Desperate for a solution, the villagers went to seek the help of the Raja of Singapura, Paduka Sri Maharaja. The Raja ordered his troops to go down to the water and kill all the swordfish to protect his people. But despite their best efforts, the swordfish were too fast and too deadly, and the soldiers were either killed or seriously wounded.
Just when all hope seemed lost, a young boy stepped forward with a brilliant idea. He suggested using the banana tree trunks to form a wall at the shoreline. The soldiers stood near the shore and killed the swordfish that got stuck in the tree trunks during the attack. Impressed by the boy’s ingenuity, the Raja instructed the villagers to cut down as many banana trees as they could. And they built a wall when the tide was low.

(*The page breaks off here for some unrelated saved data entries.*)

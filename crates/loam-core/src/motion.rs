//! Shared motion primitives: gravity, erosion, rise, and tunneling.
//!
//! All movement goes through [`Grid::displace`], so every primitive here
//! is a swap of two cells. An infeasible move is a silent no-op, never an
//! error: blocked material is a valid steady state.
//!
//! # Tunneling
//!
//! Kinds with a non-empty tunnelable set (soil and grass, through bark)
//! get a tunnel attempt before any plain swap. The attempt scans ahead
//! through the chain of tunnelable occupants up to a bounded lookahead;
//! past the bound the move is optimistically allowed so a particle never
//! stalls forever against a tall structure. A particle already mid-tunnel
//! that can reach neither open space nor another tunnelable cell falls
//! back to a bounded breadth-first relocation scan, which is what keeps
//! it from being permanently wedged inside non-tunnelable material.

use std::collections::VecDeque;

use loam_types::{ParticleKind, Position};
use loam_world::Grid;
use rand::Rng;

use crate::config::MotionConfig;

/// Outcome of a tunnel attempt toward one target cell.
#[derive(Debug, Clone, Copy, PartialEq, Eq)]
enum TunnelOutcome {
    /// The particle moved; its new position.
    Moved(Position),
    /// Tunneling rules did not apply; the caller may try a plain swap.
    NotApplicable,
    /// Tunneling applied but denied the move; no fallback swap.
    Blocked,
}

/// Attempts a one-cell fall for the particle at `from`.
///
/// Tunneling is tried first; a plain swap only fires when the particle
/// is not mid-tunnel, the cell below is strictly lighter, and both sides
/// still hold vertical permission. Returns the new position on a move.
pub fn apply_gravity(grid: &mut Grid, config: &MotionConfig, from: Position) -> Option<Position> {
    let mover = grid.at(from);
    if !mover.moveable_y {
        return None;
    }
    let target = from.below();

    match try_tunnel(grid, config, from, target) {
        TunnelOutcome::Moved(to) => return Some(to),
        TunnelOutcome::Blocked => return None,
        TunnelOutcome::NotApplicable => {}
    }

    let mover = grid.at(from);
    if mover.passing_through || mover.was_passing_through {
        return None;
    }
    let below = grid.at(target);
    if below.moveable_y && mover.weight > below.weight && grid.displace(from, target).is_ok() {
        return Some(target);
    }
    None
}

/// Attempts a lateral erosion step for the particle at `from`.
///
/// Only fires when the particle sits on a local peak: all three cells
/// below (down-left, down, down-right) strictly lighter. Eligible lateral
/// offsets keep the neighbor's own upper diagonal lighter too, so eroding
/// never builds a new peak one step over. The final offset is drawn
/// uniformly from {stay} plus the eligible laterals.
pub fn apply_erosion<R: Rng>(
    grid: &mut Grid,
    config: &MotionConfig,
    rng: &mut R,
    from: Position,
) -> Option<Position> {
    let mover = grid.at(from);
    if !mover.moveable_x || !mover.moveable_y {
        return None;
    }
    if mover.passing_through || mover.was_passing_through {
        return None;
    }
    let weight = mover.weight;

    let on_peak = [-1, 0, 1]
        .into_iter()
        .all(|dx| grid.at(from.offset(dx, -1)).weight < weight);
    if !on_peak {
        return None;
    }

    let mut candidates: Vec<i32> = vec![0];
    for dx in [-1, 1] {
        let lateral = grid.at(from.offset(dx, 0));
        let upper_diagonal = grid.at(from.offset(dx, 1));
        if lateral.moveable_x && lateral.weight < weight && upper_diagonal.weight < weight {
            candidates.push(dx);
        }
    }
    if candidates.len() < 2 {
        return None;
    }

    let pick = rng.random_range(0..candidates.len());
    let dx = candidates.get(pick).copied().unwrap_or(0);
    if dx == 0 {
        return None;
    }
    let target = from.offset(dx, 0);

    match try_tunnel(grid, config, from, target) {
        TunnelOutcome::Moved(to) => return Some(to),
        TunnelOutcome::Blocked => return None,
        TunnelOutcome::NotApplicable => {}
    }

    if grid.displace(from, target).is_ok() {
        return Some(target);
    }
    None
}

/// Attempts a one-cell rise for the particle at `from`.
///
/// The gas analog of gravity with the comparison inverted: a riser moves
/// into open air above when it is no heavier than the occupant there.
pub fn apply_rise(grid: &mut Grid, from: Position) -> Option<Position> {
    let mover = grid.at(from);
    if !mover.moveable_y {
        return None;
    }
    let target = from.above();
    let above = grid.at(target);
    if above.kind == ParticleKind::Air
        && above.moveable_y
        && mover.weight <= above.weight
        && grid.displace(from, target).is_ok()
    {
        return Some(target);
    }
    None
}

/// Tunnel decision for the particle at `from` moving toward `target`.
fn try_tunnel(
    grid: &mut Grid,
    config: &MotionConfig,
    from: Position,
    target: Position,
) -> TunnelOutcome {
    let mover = grid.at(from);
    if !mover.kind.has_tunneling() || !mover.moveable {
        return TunnelOutcome::NotApplicable;
    }
    if (target.x != from.x && !mover.moveable_x) || (target.y != from.y && !mover.moveable_y) {
        return TunnelOutcome::Blocked;
    }
    let mover_kind = mover.kind;
    let occupant = grid.at(target).kind;

    if mover_kind.can_tunnel_through(occupant) {
        let step = direction(from, target);
        if lookahead_clear(grid, mover_kind, target, step, config.gravity_lookahead) {
            if grid.displace(from, target).is_ok() {
                return TunnelOutcome::Moved(target);
            }
            return TunnelOutcome::Blocked;
        }
        return TunnelOutcome::Blocked;
    }

    if !grid.at(from).passing_through {
        return TunnelOutcome::NotApplicable;
    }

    if occupant == ParticleKind::Air {
        if grid.displace(from, target).is_ok() {
            return TunnelOutcome::Moved(target);
        }
        return TunnelOutcome::Blocked;
    }

    if let Some(refuge) = relocation_scan(grid, config, from) {
        if grid.displace(from, refuge).is_ok() {
            return TunnelOutcome::Moved(refuge);
        }
    }
    TunnelOutcome::Blocked
}

/// Scans in `step` direction from `start` through the chain of occupants
/// `mover` can tunnel through.
///
/// Returns true when the first non-tunnelable occupant past the chain is
/// air, or when the chain outruns `bound` (optimistic allowance).
fn lookahead_clear(
    grid: &Grid,
    mover: ParticleKind,
    start: Position,
    step: (i32, i32),
    bound: u32,
) -> bool {
    let mut cursor = start;
    let mut steps: u32 = 0;
    loop {
        if steps >= bound {
            return true;
        }
        let occupant = grid.at(cursor).kind;
        if !mover.can_tunnel_through(occupant) {
            return occupant == ParticleKind::Air;
        }
        cursor = cursor.offset(step.0, step.1);
        steps = steps.saturating_add(1);
    }
}

/// Bounded breadth-first search for a relocation target around `from`.
///
/// Expands over 4-connected neighbors, skipping the boundary, until it
/// finds a cell that is either air or tunnelable with a clear lookahead.
/// Gives up after visiting `relocation_lookahead` cells.
fn relocation_scan(grid: &Grid, config: &MotionConfig, from: Position) -> Option<Position> {
    let mover = grid.at(from).kind;
    let mut frontier: VecDeque<Position> = VecDeque::new();
    let mut seen: Vec<Position> = vec![from];
    frontier.push_back(from);
    let mut visited: u32 = 0;

    while let Some(cursor) = frontier.pop_front() {
        if visited >= config.relocation_lookahead {
            return None;
        }
        visited = visited.saturating_add(1);

        for (dx, dy) in [(0, -1), (-1, 0), (1, 0), (0, 1)] {
            let next = cursor.offset(dx, dy);
            if seen.contains(&next) {
                continue;
            }
            seen.push(next);
            let occupant = grid.at(next).kind;
            if occupant == ParticleKind::Boundary {
                continue;
            }
            if occupant == ParticleKind::Air {
                return Some(next);
            }
            if mover.can_tunnel_through(occupant) {
                if lookahead_clear(grid, mover, next, (dx, dy), config.relocation_lookahead) {
                    return Some(next);
                }
                frontier.push_back(next);
            }
        }
    }
    None
}

/// Componentwise sign of the step from `from` toward `to`.
const fn direction(from: Position, to: Position) -> (i32, i32) {
    (
        to.x.saturating_sub(from.x).signum(),
        to.y.saturating_sub(from.y).signum(),
    )
}
use camino::Utf8PathBuf;
use miette::Diagnostic;
use thiserror::Error;

use crate::config::SCHEMA_VERSION;

#[derive(Debug, Error, Diagnostic)]
pub enum ScoreError {
    #[error("invalid shard data in {path}{}: {message}", line_suffix(.line))]
    #[diagnostic(code(kira_er::data_source))]
    DataSource {
        path: Utf8PathBuf,
        line: Option<usize>,
        message: String,
    },

    #[error("no .json shard files found under {0}")]
    #[diagnostic(
        code(kira_er::no_shards),
        help("run `kira-er fetch` or point the input directory at downloaded shards")
    )]
    NoShards(Utf8PathBuf),

    #[error("empty score group for disease {disease_id} / target {target_id}")]
    EmptyGroup {
        disease_id: String,
        target_id: String,
    },

    #[error("failed to write output {path}: {message}")]
    #[diagnostic(code(kira_er::output))]
    Output { path: Utf8PathBuf, message: String },

    #[error("failed to read config file at {0}")]
    ConfigRead(Utf8PathBuf),

    #[error("failed to parse JSON config: {0}")]
    ConfigParse(String),

    #[error("unsupported config schema_version {0} (expected {expected})", expected = SCHEMA_VERSION)]
    UnsupportedSchema(u32),

    #[error("invalid release: {0}")]
    InvalidRelease(String),

    #[error("invalid evidence source: {0}")]
    InvalidSource(String),

    #[error("release request failed: {0}")]
    ReleaseHttp(String),

    #[error("release mirror returned status {status}: {message}")]
    ReleaseStatus { status: u16, message: String },

    #[error("filesystem error: {0}")]
    Filesystem(String),
}

impl ScoreError {
    pub fn data_source(
        path: impl Into<Utf8PathBuf>,
        line: Option<usize>,
        message: impl Into<String>,
    ) -> Self {
        ScoreError::DataSource {
            path: path.into(),
            line,
            message: message.into(),
        }
    }

    pub fn output(path: impl Into<Utf8PathBuf>, message: impl ToString) -> Self {
        ScoreError::Output {
            path: path.into(),
            message: message.to_string(),
        }
    }
}

fn line_suffix(line: &Option<usize>) -> String {
    match line {
        Some(line) => format!(" (line {line})"),
        None => String::new(),
    }
}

The next day, the villagers and soldiers stood behind the banana tree wall and waited for the swordfish to attack. As the swordfish charged, they became stuck in the tree trunks, just as the boy predicted. The soldiers and villagers then charged forward and killed them.
The village celebrated their victory with a grand feast, and the boy was hailed as a hero. But there was one person who was not pleased with the boy’s success. The Raja of Singapura, Paduka Sri Maharaja, is jealous of the boy’s intelligence and popularity and afraid that the people might think the boy is more worthy of the throne when he grows up so he decides to get rid of him.
On the same night, under cover of darkness, Raja’s men crept up to the boy’s house on top of the hill and murdered him. His blood spilled onto the ground covering the hill in red. That is how Bukit Merah or Red Hill got his name. If you’re planning a visit to Singapore, make sure to take the MRT to Redhill station, which is the only station painted in a beautiful pastel pink color. Tanjong Pagar, where the banana trunk wall stands, was formerly a fishing village situated along the shoreline.
This is the tale of the folklore that explains the origins of the name Redhill.